美貌の一家に生まれたみそっかすの自分を恨めしく思ったことなど一度もなかったのに、ビリーへの叶わぬ恋心を自覚してからというもの、両親や兄の美しさの半分でもあればという考えが頭から離れません。
「初恋は実らないというから、パパとママは例外だったのよね」
若かりしころ出会った二人が、お互いに一目ぼれをしたという話を何度聞かされたことでしょう。

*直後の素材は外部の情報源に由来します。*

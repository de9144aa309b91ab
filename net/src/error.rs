//! Transport-level errors: the "System" and "Protocol" error classes.
//!
//! [`TransportError::as_call_status`] is the conversion every internal error
//! implements down to the wire-visible [`CallStatus`].

use std::io;

use polyrpc_types::CallStatus;
use polyrpc_wire::ProtocolError;
use thiserror::Error;

#[derive(Debug, Error)]
pub enum TransportError {
    #[error("connect failed")]
    Connect(#[source] io::Error),
    #[error("read failed")]
    Read(#[source] io::Error),
    #[error("write failed")]
    Write(#[source] io::Error),
    #[error("connection closed by peer")]
    ConnectionClosed,
    #[error(transparent)]
    Protocol(#[from] ProtocolError),
    #[error("deadline elapsed waiting on {0}")]
    Timeout(&'static str),
    #[error("connection pool exhausted ({max_connections} connections in use)")]
    PoolExhausted { max_connections: usize },
}

impl TransportError {
    #[must_use]
    pub fn as_call_status(&self) -> CallStatus {
        match self {
            Self::Connect(_) | Self::PoolExhausted { .. } => CallStatus::RequestSendFailed,
            Self::Read(_) | Self::ConnectionClosed => CallStatus::UpstreamFailed,
            Self::Write(_) => CallStatus::RequestSendFailed,
            Self::Protocol(error) => match error.kind {
                polyrpc_wire::ProtocolErrorKind::BadMagic | polyrpc_wire::ProtocolErrorKind::Malformed => {
                    CallStatus::ResponseParseFailed
                }
                polyrpc_wire::ProtocolErrorKind::Oversized => CallStatus::ResponseParseFailed,
                polyrpc_wire::ProtocolErrorKind::MetaError => CallStatus::MetaError,
            },
            Self::Timeout(_) => CallStatus::ResponseTimeout,
        }
    }
}

#[cfg(test)]
mod tests {
    use polyrpc_types::CallStatus;
    use polyrpc_wire::{ProtocolError, ProtocolErrorKind};

    use super::TransportError;

    #[test]
    fn bad_magic_maps_to_response_parse_failed() {
        let error = TransportError::Protocol(ProtocolError::new(ProtocolErrorKind::BadMagic, "bad"));
        assert_eq!(error.as_call_status(), CallStatus::ResponseParseFailed);
    }

    #[test]
    fn meta_error_maps_to_meta_error_status() {
        let error = TransportError::Protocol(ProtocolError::new(ProtocolErrorKind::MetaError, "bad"));
        assert_eq!(error.as_call_status(), CallStatus::MetaError);
    }
}
//! Per-call timeouts.

use std::future::Future;
use std::time::Duration;

use polyrpc_types::CallStatus;

/// The three timeouts carried by every call. `keep_alive_idle` is `None`
/// when disabled (a `-1` wire sentinel becomes `Option::None` here).
#[derive(Debug, Clone, Copy, PartialEq, Eq)]
pub struct CallTimeouts {
    pub send: Duration,
    pub keep_alive_idle: Option<Duration>,
    pub overall: Duration,
}

impl Default for CallTimeouts {
    fn default() -> Self {
        Self {
            send: Duration::from_secs(5),
            keep_alive_idle: Some(Duration::from_secs(60)),
            overall: Duration::from_secs(30),
        }
    }
}

impl CallTimeouts {
    #[must_use]
    pub fn disabled_keep_alive(mut self) -> Self {
        self.keep_alive_idle = None;
        self
    }

    /// Runs `future` under the overall deadline, translating elapse into the
    /// wire-visible [`CallStatus::ResponseTimeout`].
    pub async fn with_overall_deadline<F, T>(&self, future: F) -> Result<T, CallStatus>
    where
        F: Future<Output = T>,
    {
        tokio::time::timeout(self.overall, future)
            .await
            .map_err(|_elapsed| CallStatus::ResponseTimeout)
    }
}
//! Server parameters: constructed with max-connections, request-size-limit,
//! and keep-alive-timeout.

use std::time::Duration;

use polyrpc_net::ConnectionLimits;
use serde::{Deserialize, Serialize};

/// Server-side connection and drain parameters.
///
/// `Default` mirrors [`ConnectionLimits::default`] for the connection-level
/// fields, plus a 30 s deadline for [`crate::facade::RpcServer::stop`] to
/// drain in-flight calls before forcing connections closed.
#[derive(Debug, Clone, Copy, Serialize, Deserialize)]
pub struct ServerConfig {
    pub connection_limits: ConnectionLimits,
    #[serde(with = "duration_millis")]
    pub stop_drain_deadline: Duration,
}

impl Default for ServerConfig {
    fn default() -> Self {
        Self {
            connection_limits: ConnectionLimits::default(),
            stop_drain_deadline: Duration::from_secs(30),
        }
    }
}

mod duration_millis {
    use std::time::Duration;

    use serde::{Deserialize, Deserializer, Serializer};

    pub fn serialize<S: Serializer>(value: &Duration, serializer: S) -> Result<S::Ok, S::Error> {
        serializer.serialize_u64(value.as_millis() as u64)
    }

    pub fn deserialize<'de, D: Deserializer<'de>>(deserializer: D) -> Result<Duration, D::Error> {
        Ok(Duration::from_millis(u64::deserialize(deserializer)?))
    }
}

#[cfg(test)]
mod tests {
    use std::time::Duration;

    use super::ServerConfig;

    #[test]
    fn defaults_drain_for_thirty_seconds() {
        let config = ServerConfig::default();
        assert_eq!(config.stop_drain_deadline, Duration::from_secs(30));
    }

    #[test]
    fn round_trips_through_json() {
        let config = ServerConfig {
            stop_drain_deadline: Duration::from_secs(5),
            ..ServerConfig::default()
        };
        let json = serde_json::to_string(&config).expect("serializes");
        let decoded: ServerConfig = serde_json::from_str(&json).expect("deserializes");
        assert_eq!(decoded.stop_drain_deadline, config.stop_drain_deadline);
    }
}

今でも充分美しいヘンリーとデルフィーですが、よく見ると体毛に白いものが交じり、読書の際は老眼鏡を取り出しています。
でも、二人の相手を思う気持ちは昔と少しも変わらず、それどころかより円熟味を増しているように見受けられます。
真面目で頭が良いけれど理屈っぽいヘンリーと、天真爛漫ながら芯の強さを持っているデルフィーは、相手の長所も欠点もひっくるめて理解し、愛し合っているのです。
「美しさだけがすべてじゃないのよね・・・」
クリスマスの朝、リリーは見失っていた自分を取り戻す決心をしました。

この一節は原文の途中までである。